### Task requirements
Every entry that follows needs to be repeated exactly.

### Records for this task
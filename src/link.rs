// Zenoh session wrapper: command publishers, telemetry subscribers,
// ordered teardown.
//
// The rest of the crate treats this module as an opaque publish/subscribe
// capability; zenoh types do not leak past it. Session open failures are
// fatal, later publish failures are the caller's per-tick problem.

use std::future::Future;

use serde_json::Value;
use thiserror::Error;
use tracing::{debug, info, warn};
use zenoh::handlers::FifoChannelHandler;
use zenoh::pubsub::{Publisher, Subscriber};
use zenoh::sample::Sample;

use crate::config::{ConfigError, STOP_BURST_SPACING, ZenohOpts};
use crate::messages::{MotorCommand, OledCommand};
use crate::topic::{self, TopicError, TopicSuffix};

#[derive(Debug, Error)]
pub enum LinkError {
    #[error("transport failure: {0}")]
    Transport(String),

    #[error("failed to encode command: {0}")]
    Encode(#[from] serde_json::Error),

    #[error(transparent)]
    Topic(#[from] TopicError),
}

impl From<zenoh::Error> for LinkError {
    fn from(e: zenoh::Error) -> Self {
        Self::Transport(e.to_string())
    }
}

/// Build the zenoh session config from an optional json5 file plus the
/// mode/endpoint overrides.
pub fn build_config(opts: &ZenohOpts) -> Result<zenoh::Config, ConfigError> {
    let mut config = match &opts.config {
        Some(path) => {
            if !path.exists() {
                return Err(ConfigError::ZenohConfigNotFound(path.clone()));
            }
            zenoh::Config::from_file(path).map_err(|e| ConfigError::ZenohConfig(e.to_string()))?
        }
        None => zenoh::Config::default(),
    };

    if !opts.connect.is_empty() {
        if !opts.mode.is_empty() {
            let mode = Value::String(opts.mode.clone()).to_string();
            config
                .insert_json5("mode", &mode)
                .map_err(|e| ConfigError::ZenohConfig(e.to_string()))?;
        }
        let endpoints = Value::from(opts.connect.clone()).to_string();
        config
            .insert_json5("connect/endpoints", &endpoints)
            .map_err(|e| ConfigError::ZenohConfig(e.to_string()))?;
    }

    Ok(config)
}

type TelemetrySubscriber = Subscriber<FifoChannelHandler<Sample>>;

/// One robot's channels on an open session.
pub struct RobotLink {
    session: zenoh::Session,
    pub_motor: Publisher<'static>,
    pub_oled: Publisher<'static>,
    sub_imu: Option<TelemetrySubscriber>,
    sub_camera_meta: Option<TelemetrySubscriber>,
    sub_camera_jpeg: Option<TelemetrySubscriber>,
}

impl RobotLink {
    /// Open the session and declare the command publishers.
    pub async fn connect(config: zenoh::Config, robot_id: &str) -> Result<Self, LinkError> {
        info!("opening zenoh session");
        let session = zenoh::open(config).await?;
        let pub_motor = session
            .declare_publisher(topic::topic_key(robot_id, TopicSuffix::MotorCmd)?)
            .await?;
        let pub_oled = session
            .declare_publisher(topic::topic_key(robot_id, TopicSuffix::OledCmd)?)
            .await?;
        info!(robot_id, "zenoh connected");
        Ok(Self {
            session,
            pub_motor,
            pub_oled,
            sub_imu: None,
            sub_camera_meta: None,
            sub_camera_jpeg: None,
        })
    }

    /// Declare the telemetry subscribers. Samples queue in FIFO handlers
    /// until the owner loop drains them.
    pub async fn open_telemetry(&mut self, robot_id: &str) -> Result<(), LinkError> {
        self.sub_imu = Some(
            self.session
                .declare_subscriber(topic::topic_key(robot_id, TopicSuffix::ImuState)?)
                .await?,
        );
        self.sub_camera_meta = Some(
            self.session
                .declare_subscriber(topic::topic_key(robot_id, TopicSuffix::CameraMeta)?)
                .await?,
        );
        self.sub_camera_jpeg = Some(
            self.session
                .declare_subscriber(topic::topic_key(robot_id, TopicSuffix::CameraJpeg)?)
                .await?,
        );
        Ok(())
    }

    pub async fn publish_motor(&self, cmd: &MotorCommand) -> Result<(), LinkError> {
        self.pub_motor.put(cmd.encode()?).await?;
        Ok(())
    }

    pub async fn publish_oled(&self, text: &str) -> Result<(), LinkError> {
        self.pub_oled.put(OledCommand::new(text).encode()?).await?;
        Ok(())
    }

    fn try_recv(sub: &Option<TelemetrySubscriber>) -> Option<Sample> {
        sub.as_ref().and_then(|s| s.try_recv().ok().flatten())
    }

    pub fn try_recv_imu(&self) -> Option<Sample> {
        Self::try_recv(&self.sub_imu)
    }

    pub fn try_recv_camera_meta(&self) -> Option<Sample> {
        Self::try_recv(&self.sub_camera_meta)
    }

    pub fn try_recv_camera_jpeg(&self) -> Option<Sample> {
        Self::try_recv(&self.sub_camera_jpeg)
    }

    /// Ordered teardown: telemetry subscribers, then command publishers,
    /// then the session. Each step logs its own failure and the next step
    /// still runs.
    pub async fn close(self) {
        let Self {
            session,
            pub_motor,
            pub_oled,
            sub_imu,
            sub_camera_meta,
            sub_camera_jpeg,
        } = self;

        if let Some(sub) = sub_camera_jpeg {
            if let Err(e) = sub.undeclare().await {
                warn!("camera jpeg unsubscribe failed: {e}");
            }
        }
        if let Some(sub) = sub_camera_meta {
            if let Err(e) = sub.undeclare().await {
                warn!("camera meta unsubscribe failed: {e}");
            }
        }
        if let Some(sub) = sub_imu {
            if let Err(e) = sub.undeclare().await {
                warn!("imu unsubscribe failed: {e}");
            }
        }
        if let Err(e) = pub_motor.undeclare().await {
            warn!("motor publisher undeclare failed: {e}");
        }
        if let Err(e) = pub_oled.undeclare().await {
            warn!("oled publisher undeclare failed: {e}");
        }
        if let Err(e) = session.close().await {
            warn!("session close failed: {e}");
        }
        debug!("zenoh link closed");
    }
}

/// Anything that can deliver a motor command. Lets the stop burst run
/// against a live link or a test double.
pub trait MotorSink {
    fn send(&self, cmd: &MotorCommand) -> impl Future<Output = Result<(), LinkError>>;
}

impl MotorSink for RobotLink {
    async fn send(&self, cmd: &MotorCommand) -> Result<(), LinkError> {
        self.publish_motor(cmd).await
    }
}

/// Burst of explicit zero commands defending against a single dropped
/// stop leaving the robot unsupervised past its deadman window. A publish
/// failure aborts the remainder (the transport is assumed down). Returns
/// how many commands went out.
pub async fn send_stop_burst<S, F>(sink: &S, mut next_stop: F, repeat: u32) -> u32
where
    S: MotorSink,
    F: FnMut() -> MotorCommand,
{
    for sent in 0..repeat {
        let cmd = next_stop();
        if let Err(e) = sink.send(&cmd).await {
            warn!("stop burst aborted after {sent}/{repeat}: {e}");
            return sent;
        }
        if sent + 1 < repeat {
            tokio::time::sleep(STOP_BURST_SPACING).await;
        }
    }
    repeat
}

### Result of this task
filename src/link.rs
// Zenoh session wrapper: command publishers, telemetry subscribers,
// ordered teardown.
//
// The rest of the crate treats this module as an opaque publish/subscribe
// capability; zenoh types do not leak past it. Session open failures are
// fatal, later publish failures are the caller's per-tick problem.

use std::future::Future;

use serde_json::Value;
use thiserror::Error;
use tracing::{debug, info, warn};
use zenoh::handlers::FifoChannelHandler;
use zenoh::pubsub::{Publisher, Subscriber};
use zenoh::sample::Sample;

use crate::config::{ConfigError, STOP_BURST_SPACING, ZenohOpts};
use crate::messages::{MotorCommand, OledCommand};
use crate::topic::{self, TopicError, TopicSuffix};

#[derive(Debug, Error)]
pub enum LinkError {
    #[error("transport failure: {0}")]
    Transport(String),

    #[error("failed to encode command: {0}")]
    Encode(#[from] serde_json::Error),

    #[error(transparent)]
    Topic(#[from] TopicError),
}

impl From<zenoh::Error> for LinkError {
    fn from(e: zenoh::Error) -> Self {
        Self::Transport(e.to_string())
    }
}

/// Build the zenoh session config from an optional json5 file plus the
/// mode/endpoint overrides.
pub fn build_config(opts: &ZenohOpts) -> Result<zenoh::Config, ConfigError> {
    let mut config = match &opts.config {
        Some(path) => {
            if !path.exists() {
                return Err(ConfigError::ZenohConfigNotFound(path.clone()));
            }
            zenoh::Config::from_file(path).map_err(|e| ConfigError::ZenohConfig(e.to_string()))?
        }
        None => zenoh::Config::default(),
    };

    if !opts.connect.is_empty() {
        if !opts.mode.is_empty() {
            let mode = Value::String(opts.mode.clone()).to_string();
            config
                .insert_json5("mode", &mode)
                .map_err(|e| ConfigError::ZenohConfig(e.to_string()))?;
        }
        let endpoints = Value::from(opts.connect.clone()).to_string();
        config
            .insert_json5("connect/endpoints", &endpoints)
            .map_err(|e| ConfigError::ZenohConfig(e.to_string()))?;
    }

    Ok(config)
}

type TelemetrySubscriber = Subscriber<FifoChannelHandler<Sample>>;

/// One robot's channels on an open session.
pub struct RobotLink {
    session: zenoh::Session,
    pub_motor: Publisher<'static>,
    pub_oled: Publisher<'static>,
    sub_imu: Option<TelemetrySubscriber>,
    sub_camera_meta: Option<TelemetrySubscriber>,
    sub_camera_jpeg: Option<TelemetrySubscriber>,
}

impl RobotLink {
    /// Open the session and declare the command publishers.
    pub async fn connect(config: zenoh::Config, robot_id: &str) -> Result<Self, LinkError> {
        info!("opening zenoh session");
        let session = zenoh::open(config).await?;
        let pub_motor = session
            .declare_publisher(topic::topic_key(robot_id, TopicSuffix::MotorCmd)?)
            .await?;
        let pub_oled = session
            .declare_publisher(topic::topic_key(robot_id, TopicSuffix::OledCmd)?)
            .await?;
        info!(robot_id, "zenoh connected");
        Ok(Self {
            session,
            pub_motor,
            pub_oled,
            sub_imu: None,
            sub_camera_meta: None,
            sub_camera_jpeg: None,
        })
    }

    /// Declare the telemetry subscribers. Samples queue in FIFO handlers
    /// until the owner loop drains them.
    pub async fn open_telemetry(&mut self, robot_id: &str) -> Result<(), LinkError> {
        self.sub_imu = Some(
            self.session
                .declare_subscriber(topic::topic_key(robot_id, TopicSuffix::ImuState)?)
                .await?,
        );
        self.sub_camera_meta = Some(
            self.session
                .declare_subscriber(topic::topic_key(robot_id, TopicSuffix::CameraMeta)?)
                .await?,
        );
        self.sub_camera_jpeg = Some(
            self.session
                .declare_subscriber(topic::topic_key(robot_id, TopicSuffix::CameraJpeg)?)
                .await?,
        );
        Ok(())
    }

    pub async fn publish_motor(&self, cmd: &MotorCommand) -> Result<(), LinkError> {
        self.pub_motor.put(cmd.encode()?).await?;
        Ok(())
    }

    pub async fn publish_oled(&self, text: &str) -> Result<(), LinkError> {
        self.pub_oled.put(OledCommand::new(text).encode()?).await?;
        Ok(())
    }

    fn try_recv(sub: &Option<TelemetrySubscriber>) -> Option<Sample> {
        sub.as_ref().and_then(|s| s.try_recv().ok().flatten())
    }

    pub fn try_recv_imu(&self) -> Option<Sample> {
        Self::try_recv(&self.sub_imu)
    }

    pub fn try_recv_camera_meta(&self) -> Option<Sample> {
        Self::try_recv(&self.sub_camera_meta)
    }

    pub fn try_recv_camera_jpeg(&self) -> Option<Sample> {
        Self::try_recv(&self.sub_camera_jpeg)
    }

    /// Ordered teardown: telemetry subscribers, then command publishers,
    /// then the session. Each step logs its own failure and the next step
    /// still runs.
    pub async fn close(self) {
        let Self {
            session,
            pub_motor,
            pub_oled,
            sub_imu,
            sub_camera_meta,
            sub_camera_jpeg,
        } = self;

        if let Some(sub) = sub_camera_jpeg {
            if let Err(e) = sub.undeclare().await {
                warn!("camera jpeg unsubscribe failed: {e}");
            }
        }
        if let Some(sub) = sub_camera_meta {
            if let Err(e) = sub.undeclare().await {
                warn!("camera meta unsubscribe failed: {e}");
            }
        }
        if let Some(sub) = sub_imu {
            if let Err(e) = sub.undeclare().await {
                warn!("imu unsubscribe failed: {e}");
            }
        }
        if let Err(e) = pub_motor.undeclare().await {
            warn!("motor publisher undeclare failed: {e}");
        }
        if let Err(e) = pub_oled.undeclare().await {
            warn!("oled publisher undeclare failed: {e}");
        }
        if let Err(e) = session.close().await {
            warn!("session close failed: {e}");
        }
        debug!("zenoh link closed");
    }
}

/// Anything that can deliver a motor command. Lets the stop burst run
/// against a live link or a test double.
pub trait MotorSink {
    fn send(&self, cmd: &MotorCommand) -> impl Future<Output = Result<(), LinkError>>;
}

impl MotorSink for RobotLink {
    async fn send(&self, cmd: &MotorCommand) -> Result<(), LinkError> {
        self.publish_motor(cmd).await
    }
}

/// Burst of explicit zero commands defending against a single dropped
/// stop leaving the robot unsupervised past its deadman window. A publish
/// failure aborts the remainder (the transport is assumed down). Returns
/// how many commands went out.
pub async fn send_stop_burst<S, F>(sink: &S, mut next_stop: F, repeat: u32) -> u32
where
    S: MotorSink,
    F: FnMut() -> MotorCommand,
{
    for sent in 0..repeat {
        let cmd = next_stop();
        if let Err(e) = sink.send(&cmd).await {
            warn!("stop burst aborted after {sent}/{repeat}: {e}");
            return sent;
        }
        if sent + 1 < repeat {
            tokio::time::sleep(STOP_BURST_SPACING).await;
        }
    }
    repeat
}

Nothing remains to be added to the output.